Would it really kill Pocket to give us novels set in the 24th century series time frames? We're only talking three months out of 12, since TOS is already (thankfully) doing this, and ENTERPRISE is the one series where the continuing story is actually interesting (although an occasional book set within their four years would be nice too).
It's "only" three months out of 12... but it's also 100% of the DS9 and Voyager output most years.

Then make it every other year. A nice trade off.
 
It reached a point in time where I simply could not keep up with all the cross overs. I tried.

I know! I remember reading the first post-Nemesis book intrigued with the whole "We're going back to exploring the planet of the week!" concept. And then the psycho Borg came, killed everyone, then there's another Evil Empire, everyone has babies and getting promoted and reborn and it's like "What happened to "make it past Deneb IV from Novel 1?"

And my one like of done in ones? Less chance the next ST show won't wipe this whole arc stuff out. It just takes one line of "Starfleet hasn't seen the Borg since Voyager collapsed the transwarp network 50 years go." and bam, so much for all these arcs. I mean, look at how SW EU just went up in smoke thanks to Disney.
 
And my one like of done in ones? Less chance the next ST show won't wipe this whole arc stuff out. It just takes one line of "Starfleet hasn't seen the Borg since Voyager collapsed the transwarp network 50 years go." and bam, so much for all these arcs. I mean, look at how SW EU just went up in smoke thanks to Disney.
You can have arcs that matter now that may be destroyed, or standalones that don't matter but are "safe" by dint of their not doing anything interesting.
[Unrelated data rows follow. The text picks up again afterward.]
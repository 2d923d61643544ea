//! Common types for the game engine: board errors and attack results.

/// Result of an attack against a cell.
#[derive(Debug, Clone, Copy, PartialEq, Eq)]
#[cfg_attr(feature = "std", derive(serde::Serialize))]
pub enum AttackResult {
    /// Attack struck a ship that is still afloat.
    Hit,
    /// Attack struck the last intact segment of a ship, carrying its name.
    Sink(&'static str),
    /// Attack landed in open water.
    Miss,
    /// Cell had already been attacked; nothing changed.
    Repeat,
}

impl AttackResult {
    /// `true` when the attack struck a ship.
    pub fn is_hit(&self) -> bool {
        matches!(self, AttackResult::Hit | AttackResult::Sink(_))
    }
}

/// Errors returned by board operations.
#[derive(Debug, Clone, PartialEq, Eq)]
pub enum BoardError {
    /// Coordinate text is malformed or outside the grid.
    InvalidCoordinate,
    /// A ship placement runs past the edge of the grid.
    OutOfBounds { row: usize, col: usize },
    /// A ship placement overlaps another ship.
    ShipOverlaps { row: usize, col: usize },
    /// Fleet definitions must have a length of at least one cell.
    InvalidShipLength(&'static str),
    /// Fixed placement list has no entry for this ship.
    MissingPlacement(&'static str),
    /// A placement policy left this ship without its full run of cells.
    IncompletePlacement(&'static str),
    /// A cell refers to a ship index outside the fleet.
    UnknownShip(usize),
    /// `initialize` has not been called yet.
    NotInitialized,
    /// Ships were already placed on the current grid.
    ShipsAlreadyPlaced,
    /// Attacks wait until the fleet is on the grid.
    ShipsNotPlaced,
    /// Columns are lettered `A`..`Z`, so wider grids cannot be addressed.
    TooManyColumns { rows: usize, columns: usize },
    /// The shared board already exists with other dimensions.
    AlreadyConfigured { rows: usize, columns: usize },
}

impl core::fmt::Display for BoardError {
    fn fmt(&self, f: &mut core::fmt::Formatter<'_>) -> core::fmt::Result {
        match self {
            BoardError::InvalidCoordinate => write!(f, "Invalid coordinate"),
            BoardError::OutOfBounds { row, col } => {
                write!(f, "Ship placement at ({}, {}) is out of bounds", row, col)
            }
            BoardError::ShipOverlaps { row, col } => {
                write!(f, "Ship placement overlaps another ship at ({}, {})", row, col)
            }
            BoardError::InvalidShipLength(name) => {
                write!(f, "Ship {} must be at least one cell long", name)
            }
            BoardError::MissingPlacement(name) => write!(f, "No placement given for {}", name),
            BoardError::IncompletePlacement(name) => write!(f, "Ship {} was not fully placed", name),
            BoardError::UnknownShip(id) => write!(f, "Cell refers to unknown ship {}", id),
            BoardError::NotInitialized => write!(f, "Board has not been initialized"),
            BoardError::ShipsAlreadyPlaced => write!(f, "Ships are already placed on the board"),
            BoardError::ShipsNotPlaced => write!(f, "Ships have not been placed yet"),
            BoardError::TooManyColumns { rows, columns } => {
                write!(f, "Board size {}x{} has more columns than letters A-Z", rows, columns)
            }
            BoardError::AlreadyConfigured { rows, columns } => {
                write!(f, "Board already exists with size {}x{}", rows, columns)
            }
        }
    }
}

#[cfg(feature = "std")]
impl std::error::Error for BoardError {}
I know which I'd rather read. :)
 
Also, I'll worry about that when it looks like there's an actual nonzero chance of more Prime universe on screen. :p
 
Honestly, you're always going to run that risk anytime you do tie-ins based on a property that is still a going concern. It comes with the territory.

And even if a new movie or TV episode does render some older books apocryphal (as has been known to happen), what does it matter if you already read and enjoyed the books at some point? The books haven't really been "wiped out" because they were never really "canon" to begin with. All that really matters, IMHO, is whether you had an enjoyable experience reading it.
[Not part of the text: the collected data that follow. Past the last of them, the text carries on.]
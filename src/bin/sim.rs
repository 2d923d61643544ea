//! Plays a seeded game with random attacks and prints a JSON report.

use std::sync::Arc;

use broadside::{
    init_logging, AttackResult, Coord, GameBoard, MessageLog, RandomPlacement, DEFAULT_COLUMNS,
    DEFAULT_ROWS,
};
use clap::Parser;
use rand::rngs::SmallRng;
use rand::seq::SliceRandom;
use rand::SeedableRng;
use serde::Serialize;

#[derive(Parser)]
#[command(author, version, about = "Autoplay one game and report the result", long_about = None)]
struct Args {
    #[arg(long, default_value_t = 1)]
    seed: u64,
}

#[derive(Serialize)]
struct SimReport {
    seed: u64,
    rows: usize,
    columns: usize,
    attacks: usize,
    hits: usize,
    sunk: Vec<&'static str>,
    shots: Vec<(Coord, AttackResult)>,
    messages: Vec<String>,
    game_over: bool,
}

fn main() -> anyhow::Result<()> {
    init_logging();
    let args = Args::parse();

    let mut board = GameBoard::new(
        DEFAULT_ROWS,
        DEFAULT_COLUMNS,
        Box::new(RandomPlacement::from_seed(args.seed)),
    )?;
    let log = Arc::new(MessageLog::new());
    board.initialize();
    board.register(log.clone());
    board.place_ships()?;

    let mut targets: Vec<Coord> = (0..board.rows())
        .flat_map(|r| (0..board.columns()).map(move |c| Coord::new(r, c)))
        .collect();
    let mut rng = SmallRng::seed_from_u64(args.seed.wrapping_add(1));
    targets.shuffle(&mut rng);

    let mut hits = 0;
    let mut sunk = Vec::new();
    let mut shots = Vec::new();
    for at in targets {
        if board.is_game_over() {
            break;
        }
        let result = board.attack(at)?;
        shots.push((at, result));
        match result {
            AttackResult::Hit => hits += 1,
            AttackResult::Sink(name) => {
                hits += 1;
                sunk.push(name);
            }
            AttackResult::Miss | AttackResult::Repeat => {}
        }
    }

    let report = SimReport {
        seed: args.seed,
        rows: board.rows(),
        columns: board.columns(),
        attacks: board.attack_count(),
        hits,
        sunk,
        shots,
        messages: log.messages(),
        game_over: board.is_game_over(),
    };
    println!("{}", serde_json::to_string(&report)?);
    Ok(())
}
That's just how tie-in books work. They're not graven in stone. A good story is a good story whether it "matters" or not.
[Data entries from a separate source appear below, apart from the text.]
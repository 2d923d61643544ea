//! Cell storage for the board and the placement checks built on it.

#[cfg(not(feature = "std"))]
use alloc::vec::Vec;

use crate::common::BoardError;
use crate::coord::Coord;
use crate::ship::{Orientation, ShipId};

/// Visible state of a single cell.
#[derive(Debug, Clone, Copy, PartialEq, Eq)]
pub enum CellState {
    Unknown,
    HitEmpty,
    HitOccupied,
}

/// One grid unit: hit flag plus the ship occupying it, if any.
#[derive(Debug, Clone, Copy, Default, PartialEq, Eq)]
pub struct Cell {
    hit: bool,
    occupant: Option<ShipId>,
}

impl Cell {
    pub fn is_hit(&self) -> bool {
        self.hit
    }

    pub fn occupant(&self) -> Option<ShipId> {
        self.occupant
    }

    pub fn state(&self) -> CellState {
        match (self.hit, self.occupant) {
            (false, _) => CellState::Unknown,
            (true, None) => CellState::HitEmpty,
            (true, Some(_)) => CellState::HitOccupied,
        }
    }

    /// Mark the cell hit. Returns `false` if it was already hit.
    pub(crate) fn strike(&mut self) -> bool {
        !core::mem::replace(&mut self.hit, true)
    }
}

/// Origin and orientation of a ship on the grid.
#[derive(Debug, Clone, Copy, PartialEq, Eq)]
pub struct Placement {
    pub origin: Coord,
    pub orientation: Orientation,
}

impl Placement {
    pub const fn new(row: usize, col: usize, orientation: Orientation) -> Self {
        Placement {
            origin: Coord::new(row, col),
            orientation,
        }
    }

    /// Cells covered by a ship of `length` at this placement.
    pub fn cells(&self, length: usize) -> impl Iterator<Item = Coord> + '_ {
        (0..length).map(move |i| match self.orientation {
            Orientation::Horizontal => Coord::new(self.origin.row, self.origin.col.saturating_add(i)),
            Orientation::Vertical => Coord::new(self.origin.row.saturating_add(i), self.origin.col),
        })
    }
}

/// Row-major `rows × columns` collection of cells.
#[derive(Debug, Clone, PartialEq, Eq)]
pub struct Grid {
    rows: usize,
    columns: usize,
    cells: Vec<Cell>,
}

impl Grid {
    /// Fresh grid of unhit, unoccupied cells.
    pub fn new(rows: usize, columns: usize) -> Self {
        Grid {
            rows,
            columns,
            cells: (0..rows * columns).map(|_| Cell::default()).collect(),
        }
    }

    pub fn rows(&self) -> usize {
        self.rows
    }

    pub fn columns(&self) -> usize {
        self.columns
    }

    pub fn contains(&self, at: Coord) -> bool {
        at.row < self.rows && at.col < self.columns
    }

    pub fn cell(&self, at: Coord) -> Option<&Cell> {
        if self.contains(at) {
            self.cells.get(at.row * self.columns + at.col)
        } else {
            None
        }
    }

    pub(crate) fn cell_mut(&mut self, at: Coord) -> Option<&mut Cell> {
        if self.contains(at) {
            self.cells.get_mut(at.row * self.columns + at.col)
        } else {
            None
        }
    }

    /// Iterate over every cell in row-major order with its coordinate.
    pub fn iter(&self) -> impl Iterator<Item = (Coord, &Cell)> + '_ {
        let columns = self.columns;
        self.cells
            .iter()
            .enumerate()
            .map(move |(i, cell)| (Coord::new(i / columns, i % columns), cell))
    }

    /// Check that a ship of `length` fits at `placement` without running off
    /// the grid or overlapping another ship.
    pub fn check_placement(&self, length: usize, placement: Placement) -> Result<(), BoardError> {
        for at in placement.cells(length) {
            match self.cell(at) {
                None => {
                    return Err(BoardError::OutOfBounds {
                        row: placement.origin.row,
                        col: placement.origin.col,
                    })
                }
                Some(cell) if cell.occupant.is_some() => {
                    return Err(BoardError::ShipOverlaps {
                        row: at.row,
                        col: at.col,
                    })
                }
                Some(_) => {}
            }
        }
        Ok(())
    }

    /// `true` when [`check_placement`](Self::check_placement) would succeed.
    pub fn can_place(&self, length: usize, placement: Placement) -> bool {
        self.check_placement(length, placement).is_ok()
    }

    /// Record `ship` as the occupant of every cell it covers.
    pub fn place(&mut self, ship: ShipId, length: usize, placement: Placement) -> Result<(), BoardError> {
        self.check_placement(length, placement)?;
        for at in placement.cells(length) {
            if let Some(cell) = self.cell_mut(at) {
                cell.occupant = Some(ship);
            }
        }
        log::debug!(
            "ship {} placed at {} ({:?}, length {})",
            ship.0,
            placement.origin,
            placement.orientation,
            length
        );
        Ok(())
    }
}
(And the same applies to comic books.)
 
And even if a new movie or TV episode does render some older books apocryphal (as has been known to happen), what does it matter if you already read and enjoyed the books at some point? The books haven't really been "wiped out" because they were never really "canon" to begin with. All that really matters, IMHO, is whether you had an enjoyable experience reading it.

It doesn't wipe it out, but it does preclude seeing further development in unfinished plotlines. It's like having a really great TV series cancelled without a finale due to outside events completely out of the control of and unrelated to the people creating the work or the quality of said work.

Man I miss Journeyman.
 
It doesn't wipe it out, but it does preclude seeing further development in unfinished plotlines. It's like having a really great TV series cancelled without a finale due to outside events completely out of the control of and unrelated to the people creating the work or the quality of said work.
It's unlikely but not impossible to see a resolution. It happened with Rihannsu, after all. :)
 
And even if a new movie or TV episode does render some older books apocryphal (as has been known to happen), what does it matter if you already read and enjoyed the books at some point? The books haven't really been "wiped out" because they were never really "canon" to begin with. All that really matters, IMHO, is whether you had an enjoyable experience reading it.

That's just how tie-in books work. They're not graven in stone. A good story is a good story whether it "matters" or not.

Heck, it's how all science fiction works. Every SF story is eventually going to be contradicted by new scientific progress or simply by the calendar catching up to it. And that includes Star Trek canon. We already have to hum and whistle a lot to deal with things like the Eugenics Wars and the first Earth-Saturn probe and the Millennium Gate. We're less than a decade from catching up with "Past Tense," and hopefully we won't actually have Sanctuary Districts by then (though we very well might if Trump wins). And once 2063 rolls around, game over, man. Eventually Trek canon itself will be rendered obsolete and probably replaced with a completely new version of the continuity -- not just an alternate timeline rooted in the same history, like the Abramsverse, but a from-scratch reboot that starts over with a new chronology and a new set of assumptions that are less dated.
 
Honestly, you're always going to run that risk anytime you do tie-ins based on a property that is still a going concern. It comes with the territory.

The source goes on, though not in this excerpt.